Saved entries

#[cfg(test)]
mod tests {
    use super::*;
    use crate::error::ParseErrorKind;
    use pretty_assertions::assert_eq;

    fn blocks(lines: &[&str]) -> Vec<Block> {
        parse_blocks(lines)
    }

    fn columns(row: &DataRow) -> Vec<usize> {
        row.value_ranges
            .iter()
            .map(|range| range.column_index)
            .collect()
    }

    fn field_names(block: &Block) -> Vec<&str> {
        block
            .field_names
            .iter()
            .map(|field| field.field_name.as_str())
            .collect()
    }

    #[test]
    fn groups_consecutive_items_of_one_category() {
        let parsed = blocks(&["data_TEST", "_entry.id   TEST", "_entry.desc \"Test Entry\""]);
        assert_eq!(parsed.len(), 1);
        let block = &parsed[0];
        assert_eq!(block.category_name, "_entry");
        assert!(!block.is_loop);
        assert_eq!(block.start_line, 1);
        assert_eq!(field_names(block), vec!["id", "desc"]);
        assert_eq!(
            block.field_names[1],
            FieldDefinition {
                line: 2,
                start: 7,
                length: 4,
                field_name: "desc".to_string(),
            }
        );
        assert_eq!(block.data_rows.len(), 2);
        assert_eq!(
            block.data_rows[0].value_ranges,
            vec![ValueRange {
                start: 12,
                length: 4,
                column_index: 0,
            }]
        );
        assert_eq!(
            block.data_rows[1].value_ranges,
            vec![ValueRange {
                start: 12,
                length: 12,
                column_index: 1,
            }]
        );
    }

    #[test]
    fn category_change_splits_items() {
        let parsed = blocks(&["_entry.id X", "_cell.a 1", "_entry.desc Y"]);
        let names: Vec<(&str, Vec<&str>)> = parsed
            .iter()
            .map(|block| (block.category_name.as_str(), field_names(block)))
            .collect();
        assert_eq!(
            names,
            vec![
                ("_entry", vec!["id"]),
                ("_cell", vec!["a"]),
                ("_entry", vec!["desc"]),
            ]
        );
    }

    #[test]
    fn repeated_field_starts_a_new_block() {
        let parsed = blocks(&["_entry.id A", "_entry.id B", "_entry.desc C"]);
        assert_eq!(parsed.len(), 2);
        assert_eq!(field_names(&parsed[0]), vec!["id"]);
        assert_eq!(field_names(&parsed[1]), vec!["id", "desc"]);
        assert_eq!(parsed[1].start_line, 1);
    }

    #[test]
    fn loop_rows_cycle_columns() {
        let parsed = blocks(&[
            "data_TEST",
            "loop_",
            "_atom_site.id",
            "_atom_site.label_atom_id",
            "1 N",
            "2 CA",
            "3 C",
        ]);
        assert_eq!(parsed.len(), 1);
        let block = &parsed[0];
        assert!(block.is_loop);
        assert_eq!(block.start_line, 1);
        assert_eq!(block.category_name, "_atom_site");
        assert_eq!(block.data_rows.len(), 3);
        for row in &block.data_rows {
            assert_eq!(columns(row), vec![0, 1]);
        }
        assert_eq!(block.data_rows[1].value_ranges[1].start, 2);
        assert_eq!(block.data_rows[1].value_ranges[1].length, 2);
    }

    #[test]
    fn loop_rows_may_wrap_across_lines() {
        let parsed = blocks(&["loop_", "_a.x", "_a.y", "_a.z", "1 2", "3", "4 5 6"]);
        let block = &parsed[0];
        let all: Vec<Vec<usize>> = block.data_rows.iter().map(columns).collect();
        assert_eq!(all, vec![vec![0, 1], vec![2], vec![0, 1, 2]]);
    }

    #[test]
    fn extra_tokens_beyond_field_count_are_dropped() {
        let parsed = blocks(&["loop_", "_a.x", "_a.y", "1 2 3 4"]);
        assert_eq!(columns(&parsed[0].data_rows[0]), vec![0, 1]);
    }

    #[test]
    fn loop_header_with_second_category_opens_another_loop() {
        let parsed = blocks(&["loop_", "_a.x", "_b.y", "1"]);
        assert_eq!(parsed.len(), 2);
        assert_eq!(parsed[0].category_name, "_a");
        assert!(parsed[0].data_rows.is_empty());
        assert_eq!(parsed[1].category_name, "_b");
        assert!(parsed[1].is_loop);
        assert_eq!(parsed[1].start_line, 2);
        assert_eq!(parsed[1].data_rows.len(), 1);
    }

    #[test]
    fn data_name_after_loop_rows_starts_single_item() {
        let parsed = blocks(&["loop_", "_a.x", "1", "2", "_a.y 3"]);
        assert_eq!(parsed.len(), 2);
        assert!(parsed[0].is_loop);
        assert!(!parsed[1].is_loop);
        assert_eq!(field_names(&parsed[1]), vec!["y"]);
    }

    #[test]
    fn multi_line_value_in_loop() {
        let parsed = blocks(&[
            "loop_",
            "_entity_poly.entity_id",
            "_entity_poly.pdbx_seq_one_letter_code",
            "1",
            ";VLSPADKTNVKAAWGKVGAHAGEYGAEALERMF",
            "SALSDLHAHKLRVDPVNFKLLSHCLLVTLAAHL",
            ";",
            "2 MKV",
        ]);
        assert_eq!(parsed.len(), 1);
        let block = &parsed[0];
        let span = Some(MultiLineRange {
            start_line: 4,
            end_line: 6,
        });
        let text_rows: Vec<&DataRow> = block
            .data_rows
            .iter()
            .filter(|row| row.multi_line.is_some())
            .collect();
        assert_eq!(text_rows.len(), 3);
        for row in &text_rows {
            assert_eq!(row.multi_line, span);
            assert_eq!(columns(row), vec![1]);
        }
        assert_eq!(text_rows[0].value_ranges[0].length, 34);
        assert_eq!(text_rows[2].value_ranges[0].length, 1);
        let last = block.data_rows.last().unwrap();
        assert_eq!(last.line, 7);
        assert_eq!(columns(last), vec![0, 1]);
    }

    #[test]
    fn multi_line_value_for_single_item_uses_declared_column() {
        let parsed = blocks(&[
            "data_TEST",
            "_entity.id 1",
            "_entity.description",
            ";This is a long",
            "# not a comment here",
            "",
            ";",
            "_entity.type polymer",
        ]);
        assert_eq!(parsed.len(), 1);
        let block = &parsed[0];
        assert_eq!(field_names(block), vec!["id", "description", "type"]);
        let text_rows: Vec<usize> = block
            .data_rows
            .iter()
            .filter(|row| row.multi_line.is_some())
            .map(|row| row.line)
            .collect();
        assert_eq!(text_rows, vec![3, 4, 5, 6]);
        for row in block.data_rows.iter().filter(|row| row.multi_line.is_some()) {
            assert_eq!(columns(row), vec![1]);
        }
        assert_eq!(columns(block.data_rows.last().unwrap()), vec![2]);
    }

    #[test]
    fn value_on_following_line_belongs_to_last_field() {
        let parsed = blocks(&["_entry.id A", "_entry.desc", "'on the next line'"]);
        let block = &parsed[0];
        assert_eq!(block.data_rows.len(), 2);
        assert_eq!(columns(&block.data_rows[1]), vec![1]);
    }

    #[test]
    fn unterminated_text_field_runs_to_end() {
        let parsed = blocks(&[
            "data_TEST",
            "_item.value",
            ";This is a multi-line string",
            "that never closes",
        ]);
        assert_eq!(parsed.len(), 1);
        let rows = &parsed[0].data_rows;
        assert_eq!(rows.len(), 2);
        for row in rows {
            assert_eq!(
                row.multi_line,
                Some(MultiLineRange {
                    start_line: 2,
                    end_line: 3,
                })
            );
        }
    }

    #[test]
    fn text_field_without_block_is_skipped() {
        let parsed = blocks(&[";orphan", "text", ";", "_a.b 1"]);
        assert_eq!(parsed.len(), 1);
        assert_eq!(parsed[0].start_line, 3);
        assert_eq!(parsed[0].data_rows.len(), 1);
    }

    #[test]
    fn comments_close_finished_blocks_only() {
        let parsed = blocks(&[
            "loop_",
            "_a.x",
            "# between header lines",
            "_a.y",
            "1 2",
            "#",
            "3 4",
        ]);
        assert_eq!(parsed.len(), 1);
        assert_eq!(field_names(&parsed[0]), vec!["x", "y"]);
        assert_eq!(parsed[0].data_rows.len(), 1);
    }

    #[test]
    fn blank_line_ends_loop_header() {
        let parsed = blocks(&["loop_", "_a.x", "", "_a.y 1"]);
        assert_eq!(parsed.len(), 2);
        assert!(parsed[0].is_loop);
        assert!(!parsed[1].is_loop);
    }

    #[test]
    fn block_keywords_close_blocks() {
        let parsed = blocks(&[
            "data_TEST",
            "save_FRAME",
            "_item.value 1",
            "save_",
            "_item.value 2",
            "global_",
        ]);
        assert_eq!(parsed.len(), 2);
        assert_eq!(parsed[0].start_line, 2);
        assert_eq!(parsed[1].start_line, 4);
    }

    #[test]
    fn empty_loops_and_malformed_names_emit_nothing() {
        assert!(blocks(&["data_TEST", "loop_", "data_NEXT"]).is_empty());
        assert!(blocks(&["data_TEST", "loop_"]).is_empty());
        assert!(blocks(&["data_TEST", "_invalid 1", "_.x 2", "_a. 3"]).is_empty());
    }

    #[test]
    fn malformed_name_does_not_touch_open_block() {
        let parsed = blocks(&["_entry.id A", "_invalid 1", "_entry.desc B"]);
        assert_eq!(parsed.len(), 1);
        assert_eq!(field_names(&parsed[0]), vec!["id", "desc"]);
    }

    #[test]
    fn quoted_keywords_are_values() {
        let parsed = blocks(&["loop_", "_a.x", "'loop_'", "\"data_x\"", "'_a.y'"]);
        assert_eq!(parsed.len(), 1);
        assert_eq!(parsed[0].field_count(), 1);
        assert_eq!(parsed[0].data_rows.len(), 3);
    }

    #[test]
    fn quoted_values_keep_their_quotes() {
        let parsed = blocks(&["loop_", "_test.a", "_test.b", "'Value A' \"Value B with spaces\""]);
        let ranges = &parsed[0].data_rows[0].value_ranges;
        assert_eq!(ranges.len(), 2);
        assert_eq!((ranges[0].start, ranges[0].length), (0, 9));
        assert_eq!((ranges[1].start, ranges[1].length), (10, 21));
    }

    #[test]
    fn repeated_text_is_located_after_previous_value() {
        let parsed = blocks(&["loop_", "_a.x", "_a.y", "AB B"]);
        let ranges = &parsed[0].data_rows[0].value_ranges;
        assert_eq!(ranges[1].start, 3);
    }

    #[test]
    fn offsets_count_characters() {
        let parsed = blocks(&["_struct.title 'Å résumé' x"]);
        let ranges = &parsed[0].data_rows[0].value_ranges;
        assert_eq!((ranges[0].start, ranges[0].length), (14, 10));
        assert_eq!((ranges[1].start, ranges[1].length), (25, 1));
    }

    #[test]
    fn astral_characters_count_once() {
        let parsed = blocks(&["_struct.title \u{1F9EC}dna x"]);
        let ranges = &parsed[0].data_rows[0].value_ranges;
        assert_eq!((ranges[0].start, ranges[0].length), (14, 4));
        assert_eq!((ranges[1].start, ranges[1].length), (19, 1));
    }

    #[test]
    fn hash_lines_inside_text_fields_are_content() {
        let parsed = blocks(&[
            "_entity.description",
            ";line one",
            "# hash line",
            ";",
            "_entity.type x",
        ]);
        assert_eq!(parsed.len(), 1);
        let lines: Vec<usize> = parsed[0].data_rows.iter().map(|row| row.line).collect();
        assert_eq!(lines, vec![1, 2, 3, 4]);
        let span = MultiLineRange {
            start_line: 1,
            end_line: 3,
        };
        for row in &parsed[0].data_rows[..3] {
            assert_eq!(row.multi_line, Some(span));
        }
        assert_eq!(field_names(&parsed[0]), vec!["description", "type"]);
    }

    #[test]
    fn indented_lines_keep_raw_positions() {
        let parsed = blocks(&["   _cell.length_a   10.0"]);
        let block = &parsed[0];
        assert_eq!(block.field_names[0].start, 9);
        assert_eq!(block.data_rows[0].value_ranges[0].start, 20);
    }

    #[test]
    fn keyword_options() {
        let lines = ["LOOP_", "_a.x", "1", "STOP_", "_b.y 2"];
        let strict = BlockParser::new(ParserOptions::default()).parse(&lines);
        assert_eq!(strict.len(), 2);
        assert!(!strict[0].is_loop);
        assert_eq!(strict[0].data_rows.len(), 2);

        let relaxed = BlockParser::new(ParserOptions {
            case_insensitive_keywords: true,
            stop_keyword: true,
        })
        .parse(&lines);
        assert_eq!(relaxed.len(), 2);
        assert!(relaxed[0].is_loop);
        assert_eq!(relaxed[0].data_rows.len(), 1);
        assert!(!relaxed[1].is_loop);
    }

    #[test]
    fn degenerate_documents() {
        assert!(blocks(&[]).is_empty());
        assert!(blocks(&["# Comment line 1", "# Comment line 2"]).is_empty());
        assert!(blocks(&["", "   ", "\t", ""]).is_empty());
    }

    struct Truncated;

    impl LineSource for Truncated {
        fn line_count(&self) -> usize {
            3
        }

        fn line_at(&self, index: usize) -> Option<&str> {
            ["_entry.id A"].get(index).copied()
        }
    }

    #[test]
    fn broken_source_yields_no_blocks() {
        let err = try_parse_blocks(&Truncated).unwrap_err();
        assert_eq!(err.kind(), ParseErrorKind::MissingLine);
        assert!(parse_blocks(&Truncated).is_empty());
    }

    #[derive(Default)]
    struct WordSplit;

    impl Tokenizer for WordSplit {
        fn tokenize<'a>(&self, line: &'a str) -> Vec<Token<'a>> {
            line.split_whitespace()
                .map(|word| Token::new(word, false))
                .collect()
        }
    }

    #[test]
    fn tokenizer_backend_is_swappable() {
        let lines = ["loop_", "_a.x", "_a.y", "'two words' b"];
        let special = BlockParser::new(ParserOptions::default()).parse(&lines);
        let naive = BlockParser::with_tokenizer(WordSplit, ParserOptions::default()).parse(&lines);
        assert_eq!(special[0].data_rows[0].value_ranges[0].length, 11);
        assert_eq!(naive[0].data_rows[0].value_ranges[0].length, 4);
    }

    #[test]
    fn parse_str_keeps_document() {
        let parsed = parse_str("data_demo\r\n_entry.id demo\r\n");
        assert_eq!(parsed.block_count(), 1);
        let block = &parsed.blocks()[0];
        let row = &block.data_rows[0];
        assert_eq!(parsed.value_text(row.line, &row.value_ranges[0]), Some("demo"));
    }
}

WORK REQUEST: Work through the records above. Copy every line with the string "MultiLineRange".

RESULT OF THIS TASK:
        let span = Some(MultiLineRange {
                Some(MultiLineRange {
        let span = MultiLineRange {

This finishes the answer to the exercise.